Berthe sometimes went back to France, but she became an American citizen on July 14th, 1942.
In 1920 Berthe had a small house built in Hersin-Coupigny, at 65 rue Emile Basly, where shedecently housed her mother as well as her sister Marthe, who cared for their weakened mother who suffered from hemiplegics.Marie-Adeline Leroy died on February 17th, 1927. Berthe lost her twin sister Marthe on August 24th, 1951.
THE RETURN
During the summer of 1960, Berthe came to visit her family. She was welcomed by her nephews and nieces and their children. I (ML) was among the latter, and many of us had never met her before. We quietly listened to her when she evoked her adventures and were eager to have our questions answered.
Once back in Santa Barbara, she arranged everything to allow her to settle in France for good. She last sailed across the Atlantic on the France from August 8th to 12th, 1964.
For some time, she stayed at a Parisian hotel4 and even considered moving to the Riviera. But she dreaded the distance from her family and her poor physical condition (bronchitis affection, fragile stomach and intestines) would very quickly have made her a feeble woman. She certainly became aware of it and abandoned the idea. She thought it wiser to dwell at the Sully home for elderly people in Béthune, next to her kin. This is what she did.
She was carried off every time her family popped in for a visit. So were they when they welcomed her on a family meeting.

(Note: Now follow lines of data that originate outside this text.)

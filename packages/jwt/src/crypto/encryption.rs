//! JWE primitives: RSA-OAEP-256 key wrap and AES-GCM content encryption

use crate::algorithms::ContentEncryptionAlgorithm;
use crate::error::{JwtBuildError, JwtResult};
use crate::keys::EncryptionKey;
use aes_gcm::{
    Aes128Gcm, Aes256Gcm, KeyInit,
    aead::{Aead, Payload, generic_array::GenericArray},
};
use rand::RngCore;
use rsa::Oaep;
use sha2::Sha256;
use zeroize::Zeroizing;

/// AES-GCM nonce length in bytes (96 bits)
pub(crate) const IV_LEN: usize = 12;

/// AES-GCM authentication tag length in bytes
pub(crate) const TAG_LEN: usize = 16;

/// Output of content encryption, ciphertext and tag kept apart for the compact form
pub(crate) struct SealedContent {
    pub(crate) iv: [u8; IV_LEN],
    pub(crate) ciphertext: Vec<u8>,
    pub(crate) tag: Vec<u8>,
}

/// Fresh random content encryption key sized for `enc`
pub(crate) fn generate_cek(enc: ContentEncryptionAlgorithm) -> Zeroizing<Vec<u8>> {
    let mut cek = Zeroizing::new(vec![0u8; enc.key_len()]);
    rand::rng().fill_bytes(&mut cek);
    cek
}

/// Wrap the content encryption key for the recipient
pub(crate) fn wrap_cek(key: &EncryptionKey, cek: &[u8]) -> JwtResult<Vec<u8>> {
    match key {
        EncryptionKey::Rsa(public_key) => public_key
            .encrypt(&mut rsa::rand_core::OsRng, Oaep::new::<Sha256>(), cek)
            .map_err(|e| JwtBuildError::encryption(format!("RSA-OAEP key wrap failed: {e}"))),
    }
}

/// Encrypt `plaintext` under `cek` with a fresh random IV, authenticating `aad`
pub(crate) fn seal(
    enc: ContentEncryptionAlgorithm,
    cek: &[u8],
    plaintext: &[u8],
    aad: &[u8],
) -> JwtResult<SealedContent> {
    if cek.len() != enc.key_len() {
        return Err(JwtBuildError::encryption(format!(
            "{enc} requires a {} byte key, got {}",
            enc.key_len(),
            cek.len()
        )));
    }

    let mut iv = [0u8; IV_LEN];
    rand::rng().fill_bytes(&mut iv);
    let nonce = GenericArray::from_slice(&iv);
    let payload = Payload {
        msg: plaintext,
        aad,
    };

    let mut sealed = match enc {
        ContentEncryptionAlgorithm::A256GCM => {
            Aes256Gcm::new(GenericArray::from_slice(cek)).encrypt(nonce, payload)
        }
        ContentEncryptionAlgorithm::A128GCM => {
            Aes128Gcm::new(GenericArray::from_slice(cek)).encrypt(nonce, payload)
        }
    }
    .map_err(|e| JwtBuildError::encryption(format!("{enc} encryption failed: {e}")))?;

    // aead appends the tag to the ciphertext
    let tag = sealed.split_off(sealed.len() - TAG_LEN);
    Ok(SealedContent {
        iv,
        ciphertext: sealed,
        tag,
    })
}
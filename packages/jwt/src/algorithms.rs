//! JOSE algorithm identifiers used by the build pipeline
//!
//! Each enum serializes to its registered JOSE name so headers and
//! configuration files carry the same strings.

use crate::error::{JwtBuildError, JwtResult};
use serde::{Deserialize, Serialize};
use std::fmt;
use std::str::FromStr;

/// JWS signature algorithm (`alg` of a signed token)
#[derive(Debug, Clone, Copy, PartialEq, Eq, Hash, Serialize, Deserialize)]
pub enum SignatureAlgorithm {
    /// RSASSA-PKCS1-v1_5 using SHA-256
    RS256,
    /// RSASSA-PKCS1-v1_5 using SHA-384
    RS384,
    /// RSASSA-PKCS1-v1_5 using SHA-512
    RS512,
    /// ECDSA using P-256 and SHA-256
    ES256,
    /// HMAC using SHA-256
    HS256,
    /// HMAC using SHA-384
    HS384,
    /// HMAC using SHA-512
    HS512,
}

impl SignatureAlgorithm {
    /// JOSE name of the algorithm
    #[must_use]
    pub fn as_str(self) -> &'static str {
        match self {
            SignatureAlgorithm::RS256 => "RS256",
            SignatureAlgorithm::RS384 => "RS384",
            SignatureAlgorithm::RS512 => "RS512",
            SignatureAlgorithm::ES256 => "ES256",
            SignatureAlgorithm::HS256 => "HS256",
            SignatureAlgorithm::HS384 => "HS384",
            SignatureAlgorithm::HS512 => "HS512",
        }
    }

    /// Minimum HMAC secret length in bytes, `None` for asymmetric algorithms
    #[must_use]
    pub(crate) fn min_hmac_key_len(self) -> Option<usize> {
        match self {
            SignatureAlgorithm::HS256 => Some(32),
            SignatureAlgorithm::HS384 => Some(48),
            SignatureAlgorithm::HS512 => Some(64),
            _ => None,
        }
    }
}

impl fmt::Display for SignatureAlgorithm {
    fn fmt(&self, f: &mut fmt::Formatter<'_>) -> fmt::Result {
        f.write_str(self.as_str())
    }
}

impl FromStr for SignatureAlgorithm {
    type Err = JwtBuildError;

    fn from_str(s: &str) -> JwtResult<Self> {
        match s {
            "RS256" => Ok(SignatureAlgorithm::RS256),
            "RS384" => Ok(SignatureAlgorithm::RS384),
            "RS512" => Ok(SignatureAlgorithm::RS512),
            "ES256" => Ok(SignatureAlgorithm::ES256),
            "HS256" => Ok(SignatureAlgorithm::HS256),
            "HS384" => Ok(SignatureAlgorithm::HS384),
            "HS512" => Ok(SignatureAlgorithm::HS512),
            other => Err(JwtBuildError::unsupported_algorithm(other)),
        }
    }
}

/// JWE key management algorithm (`alg` of an encrypted token)
#[derive(Debug, Clone, Copy, PartialEq, Eq, Hash, Serialize, Deserialize)]
pub enum KeyEncryptionAlgorithm {
    /// RSAES-OAEP using SHA-256 and MGF1 with SHA-256
    #[serde(rename = "RSA-OAEP-256")]
    RsaOaep256,
}

impl KeyEncryptionAlgorithm {
    /// JOSE name of the algorithm
    #[must_use]
    pub fn as_str(self) -> &'static str {
        match self {
            KeyEncryptionAlgorithm::RsaOaep256 => "RSA-OAEP-256",
        }
    }
}

impl fmt::Display for KeyEncryptionAlgorithm {
    fn fmt(&self, f: &mut fmt::Formatter<'_>) -> fmt::Result {
        f.write_str(self.as_str())
    }
}

impl FromStr for KeyEncryptionAlgorithm {
    type Err = JwtBuildError;

    fn from_str(s: &str) -> JwtResult<Self> {
        match s {
            "RSA-OAEP-256" => Ok(KeyEncryptionAlgorithm::RsaOaep256),
            other => Err(JwtBuildError::unsupported_algorithm(other)),
        }
    }
}

/// JWE content encryption algorithm (`enc`)
#[derive(Debug, Clone, Copy, Default, PartialEq, Eq, Hash, Serialize, Deserialize)]
pub enum ContentEncryptionAlgorithm {
    /// AES-GCM with a 256-bit key
    #[default]
    A256GCM,
    /// AES-GCM with a 128-bit key
    A128GCM,
}

impl ContentEncryptionAlgorithm {
    /// JOSE name of the algorithm
    #[must_use]
    pub fn as_str(self) -> &'static str {
        match self {
            ContentEncryptionAlgorithm::A256GCM => "A256GCM",
            ContentEncryptionAlgorithm::A128GCM => "A128GCM",
        }
    }

    /// Content encryption key length in bytes
    #[must_use]
    pub fn key_len(self) -> usize {
        match self {
            ContentEncryptionAlgorithm::A256GCM => 32,
            ContentEncryptionAlgorithm::A128GCM => 16,
        }
    }
}

impl fmt::Display for ContentEncryptionAlgorithm {
    fn fmt(&self, f: &mut fmt::Formatter<'_>) -> fmt::Result {
        f.write_str(self.as_str())
    }
}

impl FromStr for ContentEncryptionAlgorithm {
    type Err = JwtBuildError;

    fn from_str(s: &str) -> JwtResult<Self> {
        match s {
            "A256GCM" => Ok(ContentEncryptionAlgorithm::A256GCM),
            "A128GCM" => Ok(ContentEncryptionAlgorithm::A128GCM),
            other => Err(JwtBuildError::unsupported_algorithm(other)),
        }
    }
}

They were very close and kind to her, and as she was very modest, she often uttered “C’est trop !”or “Too much!”
In April 1966, her family arranged a meeting with a friend of hers whom she had met when they were children, a lady from Hersin, of course, Marie Birambaut. That day, they shared memories of events that took place during the seventy years that had elapsed. At the same time, she accepted to answer a journalist’s questions about the Titanic and her recorded testimony is now available5.
In the first half of 1967 she suffered a very severe heart attack. Thanks to rest and to a medicinal cure prescribed by a famous cardiologist, she slowly recovered. Her brother carefully looked after her in these hard times and did so until her very last moments.

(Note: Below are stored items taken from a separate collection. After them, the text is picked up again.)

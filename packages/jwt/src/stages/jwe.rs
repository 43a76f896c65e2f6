//! JWE stage: header assembly, key wrap and content encryption

use crate::algorithms::ContentEncryptionAlgorithm;
use crate::crypto::{self, encryption};
use crate::error::{JwtBuildError, JwtResult};
use crate::keys::{KeyResolver, KeyRole, Resolution};
use crate::types::{CompactToken, JweHeader};

/// Caller choices for the JWE header
#[derive(Debug, Clone, Default, PartialEq, Eq)]
pub struct JweHeaderConfig {
    /// Key-encryption key id; selects the JWK and is written to `kid`
    pub key_id: Option<String>,
    /// Content encryption override; the configured default applies otherwise
    pub content_algorithm: Option<ContentEncryptionAlgorithm>,
}

/// Encrypt `payload` into a compact JWE
///
/// `nested` marks the payload as a compact JWT (signed or unsigned) and sets
/// `cty: JWT`. There is no unsigned style fallback here: a missing
/// key-encryption key is always an error.
///
/// # Errors
/// Returns `KeyResolution` when no key-encryption key is available, and any
/// key loading, serialization or encryption failure.
pub fn encrypt(
    resolver: &KeyResolver,
    payload: &[u8],
    nested: bool,
    header_config: &JweHeaderConfig,
) -> JwtResult<CompactToken> {
    let key = match resolver.resolve_key_encryption(header_config.key_id.as_deref())? {
        Resolution::Key(key) => key,
        Resolution::NotAvailable(reason) => {
            return Err(JwtBuildError::key_resolution(KeyRole::KeyEncryption, reason));
        }
    };

    let enc = header_config
        .content_algorithm
        .unwrap_or(resolver.config().content_encryption_algorithm);
    let header = JweHeader::new(key.natural_algorithm(), enc)
        .nested(nested)
        .with_key_id(header_config.key_id.clone());

    // The encoded protected header is the AAD
    let protected = crypto::encode_json_segment(&header)?;

    let cek = encryption::generate_cek(enc);
    let wrapped_key = encryption::wrap_cek(&key, &cek)?;
    let sealed = encryption::seal(enc, &cek, payload, protected.as_bytes())?;

    let token = [
        protected,
        crypto::base64_url_encode(wrapped_key),
        crypto::base64_url_encode(sealed.iv),
        crypto::base64_url_encode(sealed.ciphertext),
        crypto::base64_url_encode(sealed.tag),
    ]
    .join(".");

    tracing::debug!(
        alg = %header.alg,
        enc = %header.enc,
        nested,
        kid = ?header.kid,
        "Built JWE"
    );
    Ok(CompactToken::new(token))
}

Her life ended quietly. She passed away on July 4th, 1972 at 4 P.M. after asking for some water she had no time to sip. She gasped twice and her life, which had been at the same time incredibly restless and simple, was put to an end. Her death took place on Independence Day; maybe was it some kind of allusion to her American citizenship, for she remained an American lady to her death.

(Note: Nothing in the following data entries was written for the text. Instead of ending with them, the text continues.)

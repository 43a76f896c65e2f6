//! Key material: roles, formats, resolved key variants and the resolver
//!
//! Keys are located by a configured location string, read through a
//! [`KeySource`] and parsed according to the configured [`KeyFormat`]. The
//! format is a tag matched once at resolution time; a resolved key is a
//! tagged variant, so stages never inspect key types at runtime.

mod jwk;
mod pem;
mod resolver;
mod source;

pub use jwk::{Jwk, JwkSet};
pub use resolver::{KeyResolver, KeySpec, Resolution};
pub use source::{FileKeySource, KeySource, MemoryKeySource};

use crate::algorithms::{KeyEncryptionAlgorithm, SignatureAlgorithm};
use serde::{Deserialize, Serialize};
use std::fmt;
use zeroize::Zeroizing;

/// Logical purpose a key is resolved for
#[derive(Debug, Clone, Copy, PartialEq, Eq, Hash)]
pub enum KeyRole {
    /// Private key signing the JWS
    Signing,
    /// Public key wrapping the JWE content encryption key
    KeyEncryption,
}

impl fmt::Display for KeyRole {
    fn fmt(&self, f: &mut fmt::Formatter<'_>) -> fmt::Result {
        match self {
            KeyRole::Signing => f.write_str("signing"),
            KeyRole::KeyEncryption => f.write_str("key-encryption"),
        }
    }
}

/// Encoding of the key material stored at a location
#[derive(Debug, Clone, Copy, Default, PartialEq, Eq, Hash, Serialize, Deserialize)]
#[serde(rename_all = "lowercase")]
pub enum KeyFormat {
    /// PEM armored PKCS#8, PKCS#1 or SPKI
    #[default]
    Pem,
    /// JSON Web Key or JSON Web Key set
    Jwk,
}

impl fmt::Display for KeyFormat {
    fn fmt(&self, f: &mut fmt::Formatter<'_>) -> fmt::Result {
        match self {
            KeyFormat::Pem => f.write_str("PEM"),
            KeyFormat::Jwk => f.write_str("JWK"),
        }
    }
}

/// Private key resolved for the signing role
pub enum SigningKey {
    /// RSA private key (RS256/RS384/RS512)
    Rsa(rsa::RsaPrivateKey),
    /// NIST P-256 private key (ES256)
    EcP256(p256::ecdsa::SigningKey),
    /// Shared HMAC secret (HS256/HS384/HS512)
    Hmac(Zeroizing<Vec<u8>>),
}

impl SigningKey {
    /// Algorithm used when neither the caller nor the configuration picks one
    #[must_use]
    pub fn natural_algorithm(&self) -> SignatureAlgorithm {
        match self {
            SigningKey::Rsa(_) => SignatureAlgorithm::RS256,
            SigningKey::EcP256(_) => SignatureAlgorithm::ES256,
            SigningKey::Hmac(_) => SignatureAlgorithm::HS256,
        }
    }

    /// Whether this key can produce signatures for `alg`
    #[must_use]
    pub fn supports(&self, alg: SignatureAlgorithm) -> bool {
        use SignatureAlgorithm as A;
        matches!(
            (self, alg),
            (SigningKey::Rsa(_), A::RS256 | A::RS384 | A::RS512)
                | (SigningKey::EcP256(_), A::ES256)
                | (SigningKey::Hmac(_), A::HS256 | A::HS384 | A::HS512)
        )
    }

    pub(crate) fn kind(&self) -> &'static str {
        match self {
            SigningKey::Rsa(_) => "RSA",
            SigningKey::EcP256(_) => "EC P-256",
            SigningKey::Hmac(_) => "HMAC",
        }
    }
}

// Key material stays out of logs.
impl fmt::Debug for SigningKey {
    fn fmt(&self, f: &mut fmt::Formatter<'_>) -> fmt::Result {
        f.debug_tuple("SigningKey").field(&self.kind()).finish()
    }
}

/// Public key resolved for the key-encryption role
#[derive(Debug, Clone)]
pub enum EncryptionKey {
    /// RSA public key (RSA-OAEP-256)
    Rsa(rsa::RsaPublicKey),
}

impl EncryptionKey {
    /// Key management algorithm determined by the key type
    #[must_use]
    pub fn natural_algorithm(&self) -> KeyEncryptionAlgorithm {
        match self {
            EncryptionKey::Rsa(_) => KeyEncryptionAlgorithm::RsaOaep256,
        }
    }
}
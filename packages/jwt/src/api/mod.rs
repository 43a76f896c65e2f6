//! Staged builder API
//!
//! A build moves through three owned stages:
//! [`JwtClaimsBuilder`] → [`JwsBuilder`] → [`JweBuilder`]. Each transition
//! consumes the previous stage, and [`JwsBuilder::inner_sign`] is the only
//! way to obtain an encryption stage whose payload is a nested JWT.

pub mod builders;
pub mod claims_builder;
pub mod jwe_builder;
pub mod jws_builder;

pub use builders::{Jwt, JwtIssuer};
pub use claims_builder::JwtClaimsBuilder;
pub use jwe_builder::{JweBuilder, JwePayload};
pub use jws_builder::JwsBuilder;
use actix_web::{HttpRequest, HttpResponse, Result as ActixResult};

use super::ClassService;
use crate::models::{
    ApiResponse, ErrorCode, PaginatedResponse,
    classes::requests::{ClassQueryParams, ClassScope},
};
use crate::services::{Actor, error_response, forbidden, resolve_actor};
use crate::utils::roster_filter::filter_roster;

pub async fn list_classes(
    service: &ClassService,
    request: &HttpRequest,
    query: ClassQueryParams,
) -> ActixResult<HttpResponse> {
    let storage = service.get_storage(request);

    // 管理员查全部，教师查任教班级，学生查就读班级
    let scope = match resolve_actor(&storage, request).await {
        Ok(Actor::Admin(_)) => ClassScope::All,
        Ok(Actor::Teacher(_, teacher)) => ClassScope::TaughtBy(teacher.id),
        Ok(Actor::Student(_, student)) => ClassScope::EnrolledStudent(student.id),
        Ok(Actor::Unrecognized(_)) => {
            return Ok(forbidden(
                ErrorCode::Forbidden,
                "You do not have permission to list classes",
            ));
        }
        Err(resp) => return Ok(resp),
    };

    let mut classes = match storage.list_classes(scope).await {
        Ok(classes) => classes,
        Err(e) => return Ok(error_response(&e, "Failed to retrieve class list")),
    };
    if let Some(status) = query.status {
        classes.retain(|c| c.status == status);
    }

    let filtered = filter_roster(classes, query.search.as_deref().unwrap_or(""));
    Ok(HttpResponse::Ok().json(ApiResponse::success(
        PaginatedResponse::from_snapshot(filtered, &query.pagination),
        "Class list retrieved successfully",
    )))
}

Despite the fact that her family was very close to Berthe, many questions still remain unanswered.
Notes:
- In fact, Mr. Walter Douglas’ body was recovered by the Mackay-Bennett a few weeks after the sinking; his body, N0 62, was described this way: Male – Estimated age, 55 – Hair grey, Clothing : Evening dress, with "W.D.D." on shirt. Effects : Gold watch; chain; sov. case with "W.D.D."; gold cigarette case "W.D.D."; five gold studs; wedding ring on finger engraved "May 19th '84"; pocket letter case with $551.00 and one £5 note; cards. » First class — Name — WALTER D. DOUGLAS, Minneapolis.
- In 1956, she had crossed the Atlantic Ocean 19 times. Here are the dates of some of her other voyages:
Oct. 29th, 1923: bound to Southampton on the Cunarder Aquitania;
May 1927: back to the USA on the Cunarder Berengaria
Aug. 17th, 1928: bound to Le Havre on the Compagnie Générale Transatlantique Ile de France
Aug. 11th, 1964: that is when she came back forever on the Compagnie Générale Transatlantique France. - Karl Howell Behr, a young man who survived the sinking of the Titanic, was a member of the Board of Trade at Goodyear.
- Mme Marie-Thérèse Leroy-Boidin told me that Berthe stayed at the Fleury Hotel, rue de Constantinople, in Paris.
- Double CD Titanic, survivors in their own voice, 1915-1999, Frémeaux et Associés, France.